Я улыбаюсь краешком губ. Хорошо, когда они рядом, даже здесь с ними не так тяжко.
Входит распорядитель с очередным необхватным букетом, позади семенит мама и указывает, куда поставить цветы. По ее лицу очень нарочито и театрально стекают слезы вперемешку с тушью. Мать замечает тело Филипа (уже раз десятый, наверное) и с рыданиями падает на стул, прикрывшись платком. Тут же подбегают какие-то женщины, чтобы ее утешить.
– Твоя мама? – зачарованно спрашивает Даника.
Как же ей объяснить? Мама устроила настоящий спектакль, но это ничего не значит, она и правда по-настоящему скорбит. Просто горе для нее – одно, а спектакль – совсем другое.
– Да, наша мамочка, – говорит кто-то скучающим голосом. – Удивительно, как мы еще в младенчестве не начали грабить супермаркеты.
Даника подпрыгивает, словно ее застукали на воровстве.
А я не поворачиваюсь – и так знаю, что это Баррон.
– Привет, братец.
– Ты Дани, правильно? – спрашивает тот, хищно улыбаясь, и усаживается подле меня.
Вспомнил ее. Хорошо. Может, Баррон теперь поменьше работает с воспоминаниями. Но неожиданно мне в голову приходит и другая мысль: я же подвергаю Сэма и Данику опасности. Им не следует здесь находиться, люди ведь собрались отнюдь не безобидные.
– Меня зовут Сэм Ю, – сосед протягивает Баррону руку и одновременно заслоняет собой Данику.

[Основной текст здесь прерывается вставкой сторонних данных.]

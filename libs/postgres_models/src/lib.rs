pub mod connection;
pub mod models;
pub mod schema;
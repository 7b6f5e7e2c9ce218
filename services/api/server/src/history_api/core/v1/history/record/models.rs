use serde::{Deserialize, Serialize};
use utoipa::ToSchema;

/// Request payload for recording a search
#[derive(Debug, Default, Deserialize, ToSchema)]
pub struct RecordSearchRequest {
    /// Raw search string as submitted by the client. Optional; an absent
    /// field is stored as the empty string.
    #[serde(default)]
    #[schema(example = "cats")]
    pub query: String,
}

/// Response for a recorded search
#[derive(Debug, Serialize, Deserialize, ToSchema)]
pub struct RecordSearchResponse {
    pub success: bool,
    #[schema(example = "Search saved")]
    pub message: String,
}
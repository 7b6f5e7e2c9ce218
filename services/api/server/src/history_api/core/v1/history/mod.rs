use axum::Router;
use axum::http::{StatusCode, header};
use axum::response::IntoResponse;

use crate::history_api::wire_error::ApiError;

pub mod recent;
pub mod record;

pub fn get_routes(state: crate::AppState) -> Router {
    Router::new()
        .route(
            "/",
            axum::routing::get(recent::handler::handler)
                .post(record::handler::handler)
                .options(preflight)
                .fallback(method_not_allowed),
        )
        .with_state(state)
}

/// Answer a bare OPTIONS request (a browser preflight that carries the
/// `Access-Control-Request-Method` header is short-circuited by the CORS
/// layer before it reaches this handler): 200, empty body, no
/// content-type, and the method advertisement headers. The
/// `Access-Control-Allow-Origin` header is attached by the CORS layer.
async fn preflight() -> impl IntoResponse {
    (
        StatusCode::OK,
        [
            (header::ACCESS_CONTROL_ALLOW_METHODS, "GET, POST, OPTIONS"),
            (header::ACCESS_CONTROL_ALLOW_HEADERS, "Content-Type"),
            (header::ACCESS_CONTROL_MAX_AGE, "86400"),
        ],
    )
}

async fn method_not_allowed() -> ApiError {
    ApiError::method_not_allowed("Method not allowed".to_string())
}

Брат отвечает на рукопожатие. Костюм поприличнее моего, черные волосы коротко подстрижены и аккуратно уложены. Прямо весь из себя хороший мальчик.
– Друзья Касселя – мои друзья.
К кафедре подходит священник и тихо обращается к маме. Я его не знаю. Мать никогда не отличалась особой набожностью, но сейчас обнимает его с таким рвением, точно готова немедленно покреститься в первой же попавшейся луже.

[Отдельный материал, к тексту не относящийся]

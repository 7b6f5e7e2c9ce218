use serde::{Deserialize, Serialize};
use utoipa::ToSchema;

/// Query-string parameters for reading the history
#[derive(Debug, Default, Deserialize)]
pub struct HistoryParams {
    /// Maximum number of entries to return. Carried as a raw string so a
    /// non-numeric value can be rejected with a structured error instead
    /// of an extractor rejection.
    pub limit: Option<String>,
}

/// A single recorded search
#[derive(Debug, Serialize, ToSchema)]
pub struct SearchHistoryEntry {
    pub id: i64,
    #[schema(example = "cats")]
    pub query: String,
    #[schema(example = "2025-07-12T09:10:11Z")]
    pub search_time: Option<chrono::DateTime<chrono::Utc>>,
    pub results_count: Option<i32>,
}

/// Response containing the most recent searches, newest first
#[derive(Debug, Serialize, ToSchema)]
pub struct HistoryResponse {
    pub history: Vec<SearchHistoryEntry>,
}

Спустя минуту она принимается вопить, перекрикивая безликую музыку, играющую на заднем фоне. Что ее взбесило, интересно?
– Его убили! Так и скажите в своей проповеди! Нет на свете справедливости, так и скажите!
И тут, словно по сигналу, входит Захаров. Поверх костюма накинуто неизменное длинное черное пальто. На булавке для галстука переливается фальшивый Бриллиант Бессмертия. Взгляд холодный и жесткий – прямо не глаза, а стекляшки.
– Поверить не могу: ему хватило наглости сюда явиться, – тихонько говорю я и встаю, но Баррон хватает меня за руку.
Рядом с отцом Лила. Я не видел ее с того самого ужасного разговора в Веллингфорде. Золотистые волосы вымокли из-за дождя, она вся в черном, только на лице необычайно ярко выделяется красная помада.
Лила смотрит на меня, а потом замечает Баррона и, сразу же посуровев, усаживается на стул.
– Хорошо бы кто-нибудь унял вон ту мою доченьку, – дедушка показывает на маму, будто доченек у него не одна, а несколько, и можно случайно перепутать. – Аж с улицы слышно.
Я и не заметил, как он вошел. Встряхнув зонтик, дед неодобрительно хмурится. Я вздыхаю от облегчения, как же здо́рово, что он здесь.
Старик треплет меня по волосам, как маленького.
Священник прокашливается, и все медленно затихают и рассаживаются по местам. Мать все еще рыдает, а чуть позже принимается стенать так громко, что проповеди почти не слышно.
Как бы, интересно, Филип себя чувствовал на собственных похоронах? Наверное, огорчился бы, что Мора не привезла сына попрощаться; застыдился бы мамы; и скорее всего, страшно разозлился при виде меня.
– Филип был воином в царствии Божьем, – вещает пастор. – Теперь он в воинстве ангельском.